O que você precisa saber de cara

Mantido pelo Disease Twin100% com fonte · revisão 10/06/2026
Informacoes curadas por IA — podem conter imprecisoes

Visão geral

A XYLT1-CDG é uma doença genética rara, classificada como um distúrbio congênito da glicosilação (CDG). A condição é herdada de forma autossômica recessiva, ou seja, para manifestar a doença, a pessoa precisa herdar uma cópia do gene alterado de cada um dos pais. A prevalência estimada é de menos de 1 caso a cada 1.000.000 de pessoas, sendo considerada uma doença ultrarrara. Os primeiros sinais geralmente aparecem ainda na infância ou no período neonatal.[1][3]

Sinais e sintomas

A XYLT1-CDG afeta múltiplos sistemas do corpo. Os sinais e sintomas mais frequentemente descritos incluem: alterações esqueléticas (como metáfise alargada, ossos longos curtos, colo femoral curto, costelas largas, clavículas curtas, baixa estatura, maturação esquelética acelerada, pé plano, luxação articular, hipermobilidade articular e clinodactilia); características faciais típicas (fácies lunar, proptose, filtro longo, borda do vermelhão espessa, sinofris, macrocefalia relativa e microcefalia); alterações de crescimento e peso (atraso de crescimento, obesidade troncular); alterações de pele e pelos (pele macia e pastosa, hirsutismo); além de fissura palatina, polegares largos e miopia.[1][3]

Causas genéticas

A XYLT1-CDG é causada por alterações (mutações) no gene XYLT1. Este gene fornece as instruções para a produção da enzima xilosiltransferase 1, que desempenha um papel fundamental no processo de glicosilação — a adição de açúcares a proteínas.

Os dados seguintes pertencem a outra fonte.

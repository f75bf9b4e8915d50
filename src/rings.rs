//! Assembles detector output into named fraud rings via union-find, and
//! computes whole-graph network statistics.

use crate::detectors::chain::ChainRecord;
use crate::detectors::cycle::CycleOutcome;
use crate::detectors::fan::FanOutcome;
use crate::graph::Graph;
use crate::model::NodeId;
use crate::scoring::ScoredAccount;
use std::collections::{HashMap, HashSet};

/// Union-find over dense node ids, path compression + union by rank.
struct UnionFind {
    parent: Vec<usize>,
    rank: Vec<u8>,
}

impl UnionFind {
    fn new(n: usize) -> Self {
        Self {
            parent: (0..n).collect(),
            rank: vec![0; n],
        }
    }

    fn find(&mut self, x: usize) -> usize {
        if self.parent[x] != x {
            self.parent[x] = self.find(self.parent[x]);
        }
        self.parent[x]
    }

    fn union(&mut self, a: usize, b: usize) {
        let (ra, rb) = (self.find(a), self.find(b));
        if ra == rb {
            return;
        }
        match self.rank[ra].cmp(&self.rank[rb]) {
            std::cmp::Ordering::Less => self.parent[ra] = rb,
            std::cmp::Ordering::Greater => self.parent[rb] = ra,
            std::cmp::Ordering::Equal => {
                self.parent[rb] = ra;
                self.rank[ra] += 1;
            }
        }
    }
}

#[derive(Debug, Clone)]
pub struct FraudRing {
    pub ring_id: usize,
    pub members: Vec<NodeId>,
    pub dominant_pattern: String,
    pub ring_risk: f64,
}

/// Fixed scan order for dominant-pattern tie-breaking: the first pattern in
/// this list whose tally equals the max wins, which is deterministically
/// equivalent to "first encountered" under the source's literal tally order.
const PATTERN_PRIORITY: [&str; 4] = ["cycle", "smurfing", "shell_chain", "fan"];

/// Classifies one risk factor label into exactly one bucket, matching the
/// source's if/elif chain: a factor naming both "cycle" and another keyword
/// is counted only once, under "cycle".
fn classify_factor(factor: &str) -> Option<&'static str> {
    if factor.contains("cycle") {
        Some("cycle")
    } else if factor.contains("smurfing") {
        Some("smurfing")
    } else if factor.contains("shell") {
        Some("shell_chain")
    } else if factor.contains("fan") {
        Some("fan")
    } else {
        None
    }
}

fn dominant_pattern(members: &[NodeId], scored: &HashMap<NodeId, &ScoredAccount>) -> String {
    let mut tally: HashMap<&'static str, usize> = HashMap::new();
    for member in members {
        if let Some(account) = scored.get(member) {
            for factor in &account.risk_factors {
                if let Some(bucket) = classify_factor(factor) {
                    *tally.entry(bucket).or_insert(0) += 1;
                }
            }
        }
    }

    let max = tally.values().copied().max().unwrap_or(0);
    if max == 0 {
        return "unknown".to_string();
    }
    PATTERN_PRIORITY
        .iter()
        .find(|p| tally.get(*p).copied().unwrap_or(0) == max)
        .copied()
        .unwrap_or("unknown")
        .to_string()
}

/// Unions cycle and chain participants (the patterns with real multi-hop
/// structure), registers fan/smurf accounts as their own singleton
/// components, then keeps only components with at least two scored
/// members. Rings are renumbered in descending max-member-score order,
/// ties broken by the lexicographically smallest member account id.
pub fn assemble_rings(
    graph: &Graph,
    cycles: &CycleOutcome,
    fans: &FanOutcome,
    chains: &[ChainRecord],
    scored: &[ScoredAccount],
) -> Vec<FraudRing> {
    let n = graph.node_count();
    let mut uf = UnionFind::new(n);
    // fan-out/fan-in/temporal-smurf accounts need no explicit union: every
    // scored node already starts as its own singleton component.
    let _ = fans;

    for cycle in &cycles.cycles {
        for window in cycle.windows(2) {
            uf.union(window[0].index(), window[1].index());
        }
        if cycle.len() > 1 {
            uf.union(cycle[0].index(), cycle[cycle.len() - 1].index());
        }
    }
    for chain in chains {
        for window in chain.path.windows(2) {
            uf.union(window[0].index(), window[1].index());
        }
    }

    let score_by_node: HashMap<NodeId, f64> = scored.iter().map(|s| (s.account, s.risk_score)).collect();
    let account_by_node: HashMap<NodeId, &ScoredAccount> = scored.iter().map(|s| (s.account, s)).collect();

    let mut components: HashMap<usize, Vec<NodeId>> = HashMap::new();
    for node in graph.nodes() {
        if !score_by_node.contains_key(&node) {
            continue;
        }
        let root = uf.find(node.index());
        components.entry(root).or_default().push(node);
    }

    let mut rings: Vec<FraudRing> = Vec::new();
    for members in components.into_values() {
        if members.len() < 2 {
            continue;
        }
        let dominant = dominant_pattern(&members, &account_by_node);

        let scores: Vec<f64> = members.iter().map(|m| score_by_node[m]).collect();
        let max_score = scores.iter().copied().fold(0.0_f64, f64::max);
        let mean_score = scores.iter().copied().sum::<f64>() / scores.len() as f64;
        let ring_risk = 0.6 * max_score + 0.4 * mean_score;

        let mut sorted_members = members.clone();
        sorted_members.sort_by_key(|m| graph.account_id(*m).to_string());

        rings.push(FraudRing {
            ring_id: 0,
            members: sorted_members,
            dominant_pattern: dominant,
            ring_risk: (ring_risk * 100.0).round() / 100.0,
        });
    }

    rings.sort_by(|a, b| {
        let a_max = a.members.iter().map(|m| score_by_node[m]).fold(0.0_f64, f64::max);
        let b_max = b.members.iter().map(|m| score_by_node[m]).fold(0.0_f64, f64::max);
        b_max
            .partial_cmp(&a_max)
            .unwrap_or(std::cmp::Ordering::Equal)
            .then_with(|| {
                graph.account_id(a.members[0]).cmp(graph.account_id(b.members[0]))
            })
    });

    for (i, ring) in rings.iter_mut().enumerate() {
        ring.ring_id = i + 1;
    }
    rings
}

/// Whole-graph structural statistics computed once per pipeline run.
#[derive(Debug, Clone)]
pub struct NetworkStats {
    pub density: f64,
    pub avg_clustering: f64,
    pub num_weakly_connected_components: usize,
    pub avg_in_degree: f64,
    pub avg_out_degree: f64,
}

/// Triangle counting on the undirected projection of the graph (an edge
/// exists in either direction), then the usual closed-triplet ratio.
fn average_clustering(graph: &Graph) -> f64 {
    let n = graph.node_count();
    if n == 0 {
        return 0.0;
    }

    let mut neighbors: Vec<HashSet<NodeId>> = vec![HashSet::new(); n];
    for node in graph.nodes() {
        for &succ in graph.successors(node) {
            neighbors[node.index()].insert(succ);
            neighbors[succ.index()].insert(node);
        }
    }

    let mut total = 0.0;
    let mut counted = 0usize;
    for node in graph.nodes() {
        let neigh = &neighbors[node.index()];
        let degree = neigh.len();
        if degree < 2 {
            continue;
        }
        let mut links = 0usize;
        let neigh_vec: Vec<NodeId> = neigh.iter().copied().collect();
        for i in 0..neigh_vec.len() {
            for j in (i + 1)..neigh_vec.len() {
                if neighbors[neigh_vec[i].index()].contains(&neigh_vec[j]) {
                    links += 1;
                }
            }
        }
        let possible = degree * (degree - 1) / 2;
        total += links as f64 / possible as f64;
        counted += 1;
    }

    if counted == 0 {
        0.0
    } else {
        total / counted as f64
    }
}

fn weakly_connected_components(graph: &Graph) -> usize {
    let n = graph.node_count();
    if n == 0 {
        return 0;
    }
    let mut uf = UnionFind::new(n);
    for node in graph.nodes() {
        for &succ in graph.successors(node) {
            uf.union(node.index(), succ.index());
        }
    }
    let roots: HashSet<usize> = (0..n).map(|i| uf.find(i)).collect();
    roots.len()
}

pub fn compute_network_stats(graph: &Graph) -> NetworkStats {
    let n = graph.node_count();
    if n == 0 {
        return NetworkStats {
            density: 0.0,
            avg_clustering: 0.0,
            num_weakly_connected_components: 0,
            avg_in_degree: 0.0,
            avg_out_degree: 0.0,
        };
    }

    let max_edges = (n * (n - 1)) as f64;
    let density = if max_edges > 0.0 {
        graph.edge_count() as f64 / max_edges
    } else {
        0.0
    };

    let total_in: usize = graph.nodes().map(|node| graph.in_degree(node)).sum();
    let total_out: usize = graph.nodes().map(|node| graph.out_degree(node)).sum();

    NetworkStats {
        density,
        avg_clustering: average_clustering(graph),
        num_weakly_connected_components: weakly_connected_components(graph),
        avg_in_degree: total_in as f64 / n as f64,
        avg_out_degree: total_out as f64 / n as f64,
    }
}

#[cfg(test)]
mod tests {
    use super::*;
    use crate::config::DetectionConfig;
    use crate::detectors::{chain::detect_chains, cycle::detect_cycles, fan::detect_fan_patterns};
    use crate::model::Transaction;
    use crate::scoring::{score_all_accounts, ScoringInputs};
    use chrono::{DateTime, TimeZone, Utc};

    fn ts(h: i64) -> DateTime<Utc> {
        Utc.timestamp_opt(1_700_000_000 + h * 3600, 0).unwrap()
    }

    fn txn(id: &str, from: &str, to: &str, amount: f64, h: i64) -> Transaction {
        Transaction {
            transaction_id: id.to_string(),
            sender_id: from.to_string(),
            receiver_id: to.to_string(),
            amount,
            timestamp: ts(h),
        }
    }

    #[test]
    fn union_find_merges_cycle_into_one_ring() {
        let txns = vec![
            txn("T1", "A", "B", 500.0, 0),
            txn("T2", "B", "C", 500.0, 1),
            txn("T3", "C", "A", 500.0, 2),
        ];
        let graph = Graph::build(&txns);
        let config = DetectionConfig::default();
        let cycles = detect_cycles(&graph, &config);
        let fans = detect_fan_patterns(&graph, &config);
        let chains = detect_chains(&graph, &config);
        let inputs = ScoringInputs {
            graph: &graph,
            cycles: &cycles,
            fans: &fans,
            chains: &chains,
            min_ts: ts(0),
            max_ts: ts(3),
        };
        let scored = score_all_accounts(&inputs, &config);
        let rings = assemble_rings(&graph, &cycles, &fans, &chains, &scored);
        assert_eq!(rings.len(), 1);
        assert_eq!(rings[0].members.len(), 3);
        assert_eq!(rings[0].dominant_pattern, "cycle");
        assert_eq!(rings[0].ring_id, 1);
    }

    #[test]
    fn single_unscored_node_never_forms_a_ring() {
        let txns = vec![txn("T1", "A", "B", 10.0, 0)];
        let graph = Graph::build(&txns);
        let config = DetectionConfig::default();
        let cycles = CycleOutcome::default();
        let fans = FanOutcome::default();
        let chains: Vec<ChainRecord> = Vec::new();
        let scored: Vec<ScoredAccount> = Vec::new();
        let _ = config;
        let rings = assemble_rings(&graph, &cycles, &fans, &chains, &scored);
        assert!(rings.is_empty());
    }

    #[test]
    fn network_stats_counts_disjoint_components() {
        let txns = vec![
            txn("T1", "A", "B", 10.0, 0),
            txn("T2", "C", "D", 10.0, 1),
        ];
        let graph = Graph::build(&txns);
        let stats = compute_network_stats(&graph);
        assert_eq!(stats.num_weakly_connected_components, 2);
        assert_eq!(stats.avg_in_degree, 0.5);
        assert_eq!(stats.avg_out_degree, 0.5);
    }

    #[test]
    fn clustering_is_one_for_a_closed_triangle() {
        let txns = vec![
            txn("T1", "A", "B", 10.0, 0),
            txn("T2", "B", "C", 10.0, 1),
            txn("T3", "C", "A", 10.0, 2),
        ];
        let graph = Graph::build(&txns);
        let stats = compute_network_stats(&graph);
        assert!((stats.avg_clustering - 1.0).abs() < 1e-9);
    }
}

Mutações nesse gene comprometem a função da enzima, levando aos sinais e sintomas da doença.[1][4]

Diagnóstico

O diagnóstico da XYLT1-CDG é baseado na avaliação clínica e confirmado por testes genéticos. O sequenciamento completo do exoma (WES) é um dos métodos utilizados para identificar mutações no gene XYLT1. No Brasil, o Sistema Único de Saúde (SUS) oferece cobertura mínima para procedimentos como a dosagem de aminoácidos (para erros inatos do metabolismo), dosagem de ácidos orgânicos na urina, teste de triagem para erros inatos do metabolismo, teste do pezinho (triagem neonatal) e atendimento em reabilitação para doenças raras. Atualmente, há 110 variantes do gene XYLT1 registradas no ClinVar, um banco de dados público de variantes genéticas.[1][4]

Tratamento e manejo

Até o momento, não há medicamentos específicos aprovados para o tratamento da XYLT1-CDG. O manejo da condição é multidisciplinar e focado no alívio dos sintomas e na melhora da qualidade de vida. O acompanhamento deve incluir especialistas como geneticistas, pediatras, ortopedistas, oftalmologistas, fisioterapeutas e terapeutas ocupacionais. O SUS oferece atendimento em reabilitação para doenças raras, que pode incluir fisioterapia e terapia ocupacional para lidar com a hipermobilidade articular e outras alterações musculoesqueléticas.[1]

Tratamentos citados na literatura

Não há fármacos ou tratamentos específicos citados na literatura científica disponível para esta condição. As informações sobre possíveis terapias são baseadas exclusivamente no manejo dos sintomas e no suporte multidisciplinar.[1]

Prognóstico e qualidade de vida

O prognóstico para pessoas com XYLT1-CDG é variável e depende da gravidade dos sintomas e do acesso a cuidados multidisciplinares. O acompanhamento regular com uma equipe de saúde especializada é essencial para monitorar o crescimento, o desenvolvimento e as complicações associadas, visando melhorar a qualidade de vida e o bem-estar do paciente e de sua família.[1]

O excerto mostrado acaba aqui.